╭──
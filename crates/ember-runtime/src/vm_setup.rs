//! VM creation and configuration.

use std::rc::Rc;

use ember_core::ast::Program;
use ember_core::memory::MemoryManager;
use ember_core::scheduler::Scheduler;
use ember_core::vm::Vm;

use crate::bind;
use crate::config::RuntimeOptions;

/// Create a fully-configured VM with stdlib support, sized per `options`.
pub fn create_vm(program: Rc<Program>, options: &RuntimeOptions) -> Vm {
    let mut vm = Vm::new(program).with_limits(options.resource_limits());
    vm.memory = MemoryManager::with_limits(options.memory_limits());
    vm.scheduler = Scheduler::with_limits(options.scheduler_limits());
    bind::bind_stdlib(&mut vm);
    vm
}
╰──
■ Task directions
All that is needed is the number of lines in the listing holding the word "memory".

■ Answer to this problem
2